I believe more Jewish people, especially women, are being raped because of their Jewishness than we know—or maybe than we want to accept. Rape is underreported, hate crimes are underreported, and antisemitic incidents are underreported. What all three of these have in common is how often outsiders cast doubt on whether or not they ever even occurred.

While dealing with rape is traumatic, I felt like I was also wrestling with a world bent on denying this kind of rape even occurred. The Anti-Defamation League, an organization that keeps records of hate crimes, didn’t mention anything about sexual assault on its website, so I contacted an ADL spokesman. He replied, “We do track all antisemitic incidents in the United States, but we currently are not aware of any incidents involving sexual assault in the U.S. If you’re looking for data on assaults that occurred in Israel on Oct. 7, I’d advise you to be in contact with the Israeli government.” If there is no archive in which to gather our stories—if we’re told this type of thing is only happening halfway around the world, during extreme circumstances—it’s not that we don’t control our own narrative: It’s that the narrative doesn’t exist.

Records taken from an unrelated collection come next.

//! # Seed Data Generator
//!
//! Populates an empty store with demo products for development.
//!
//! ## Usage
//! ```bash
//! # Generate 200 products (default)
//! inventory seed
//!
//! # Generate custom amount into a specific file
//! inventory --db ./data/dev.db seed --count 100
//! ```
//!
//! ## Generated Products
//! Names are `{item} {variant}` across a few workshop categories, e.g.
//! `"Hex Bolt M8"`. Quantities run 0-100, prices 0.99-19.99.
//!
//! Every name is unique, so at most [`capacity`] products (224) can be
//! generated. A larger `--count` is capped with a warning.

use clap::Args;
use serde_json::json;
use std::io::Write;
use std::time::Instant;
use tracing::{info, warn};

use super::write_json;
use crate::error::CliError;
use inventory_core::NewProduct;
use inventory_db::Database;

#[derive(Debug, Clone, Args)]
pub struct SeedArgs {
    /// Number of products to generate
    #[arg(short, long, default_value_t = 200)]
    pub count: usize,
}

/// Item names per category
const CATEGORIES: &[&[&str]] = &[
    &[
        "Hex Bolt",
        "Carriage Bolt",
        "Wood Screw",
        "Drywall Screw",
        "Wing Nut",
        "Lock Washer",
        "Anchor",
        "Rivet",
    ],
    &[
        "Claw Hammer",
        "Tape Measure",
        "Utility Knife",
        "Spirit Level",
        "Hand Saw",
        "Chisel",
        "Pliers",
        "Screwdriver",
    ],
    &[
        "Cable Tie",
        "Wire Nut",
        "Junction Box",
        "Light Switch",
        "Outlet Cover",
        "Fuse",
        "Extension Cord",
        "LED Bulb",
    ],
    &[
        "Wood Glue",
        "Sandpaper",
        "Paint Brush",
        "Masking Tape",
        "Caulk",
        "Primer",
        "Wood Stain",
        "Putty",
    ],
];

/// Variants with a price addon in cents
const VARIANTS: &[(&str, i64)] = &[
    ("M6", 0),
    ("M8", 25),
    ("M10", 50),
    ("Small", 0),
    ("Large", 300),
    ("10-Pack", 450),
    ("50-Pack", 900),
];

/// Number of distinct products the generator can produce.
pub fn capacity() -> usize {
    CATEGORIES.iter().map(|items| items.len()).sum::<usize>() * VARIANTS.len()
}

/// Inserts `args.count` products unless the store already has some.
pub async fn execute<W: Write>(db: &Database, args: SeedArgs, out: &mut W) -> Result<(), CliError> {
    let repo = db.products();

    let existing = repo.count().await?;
    if existing > 0 {
        warn!(existing, "Store already has products, skipping seed");
        return write_json(out, &json!({ "seeded": 0, "existing": existing }));
    }

    let capacity = capacity();
    if args.count > capacity {
        warn!(requested = args.count, capacity, "Seed count exceeds generator capacity, capping");
    }

    let start = Instant::now();
    let mut generated = 0;

    'outer: for (category_idx, items) in CATEGORIES.iter().enumerate() {
        for (item_idx, item) in items.iter().enumerate() {
            for (variant_idx, (variant, addon)) in VARIANTS.iter().enumerate() {
                if generated >= args.count {
                    break 'outer;
                }

                let seed = category_idx * 1000 + item_idx * 20 + variant_idx;
                let product = generate_product(item, variant, *addon, seed);
                repo.insert(&product).await?;

                generated += 1;
                if generated % 100 == 0 {
                    info!(generated, "Seeding progress");
                }
            }
        }
    }

    let elapsed = start.elapsed();
    info!(
        generated,
        elapsed_ms = elapsed.as_secs_f64() * 1000.0,
        "Seed complete"
    );

    write_json(out, &json!({ "seeded": generated }))
}

/// Generates a single product with deterministic data.
fn generate_product(item: &str, variant: &str, addon_cents: i64, seed: usize) -> NewProduct {
    // Base 0.99 - 15.49, plus variant addon
    let base_cents = 99 + ((seed * 17) % 1450) as i64;
    let price = (base_cents + addon_cents).min(1999) as f64 / 100.0;

    let quantity = (seed % 101) as i64;

    NewProduct::new(format!("{} {}", item, variant), quantity, price)
}

#[cfg(test)]
mod tests {
    use super::*;
    use inventory_db::DbConfig;

    #[test]
    fn test_generate_product_ranges() {
        for seed in [0, 1, 57, 999, 3142] {
            let product = generate_product("Hex Bolt", "M8", 25, seed);
            assert_eq!(product.name, "Hex Bolt M8");
            assert!((0..=100).contains(&product.quantity));
            assert!(product.price >= 0.99 && product.price <= 19.99);
        }
    }

    #[tokio::test]
    async fn test_seed_inserts_requested_count() {
        let db = Database::new(DbConfig::in_memory()).await.unwrap();
        let mut out = Vec::<u8>::new();

        execute(&db, SeedArgs { count: 30 }, &mut out).await.unwrap();

        assert_eq!(db.products().count().await.unwrap(), 30);
        assert_eq!(String::from_utf8(out).unwrap(), "{\"seeded\":30}\n");
        assert!(!db.products().search("Hex Bolt").await.unwrap().is_empty());
    }

    #[tokio::test]
    async fn test_seed_caps_at_capacity() {
        let db = Database::new(DbConfig::in_memory()).await.unwrap();
        let mut out = Vec::<u8>::new();

        execute(&db, SeedArgs { count: 1000 }, &mut out).await.unwrap();

        assert_eq!(capacity(), 224);
        assert_eq!(db.products().count().await.unwrap(), 224);
        let summary: serde_json::Value = serde_json::from_slice(&out).unwrap();
        assert_eq!(summary, json!({ "seeded": 224 }));
    }

    #[tokio::test]
    async fn test_seed_skips_populated_store() {
        let db = Database::new(DbConfig::in_memory()).await.unwrap();
        db.products()
            .insert(&NewProduct::new("Widget", 1, 1.0))
            .await
            .unwrap();

        let mut out = Vec::<u8>::new();
        execute(&db, SeedArgs { count: 30 }, &mut out).await.unwrap();

        assert_eq!(db.products().count().await.unwrap(), 1);
        let summary: serde_json::Value = serde_json::from_slice(&out).unwrap();
        assert_eq!(summary, json!({ "seeded": 0, "existing": 1 }));
    }
}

I write about sexual violence for a living, and I know what it feels like to have accounts of violence publicly doubted for internet clout or because of readers’ discomfort. It would be easier for me, personally, to stay silent, for people in my community and life not to know this particular story. But I don’t want anybody to go through something similar and feel as alone as I was made to feel.

Among Jewish women in my community, I hear what goes mostly unspoken: While any Jewish person can experience violence, women are more afraid of antisemitism escalating into sexual violence. I am certain that there are more of us in the U.S.—likely including on college campuses where antisemitism has become not just tolerated, but popular—who are being sexually violated for being Jewish, like me, like the 12-year-old girl in France. It would be easier for me to hide in silence. But to me, that kind of silence is deafening. When I hear testimony from victims of antisemitism, and particularly Oct. 7 survivors’ accounts of sexual violence, I believe these victims are brave. It’s not just because they have chosen to speak out against violence, but because they know before they speak that the world already doubts our stories, because we are Jews. We are telling them anyway. That is how, in the face of gaslighting on a global scale, we build a new narrative.

Katie Simon is a sex and trauma writer based in Texas. Her first book, about the sex lives of sexual assault survivors, is forthcoming in 2025.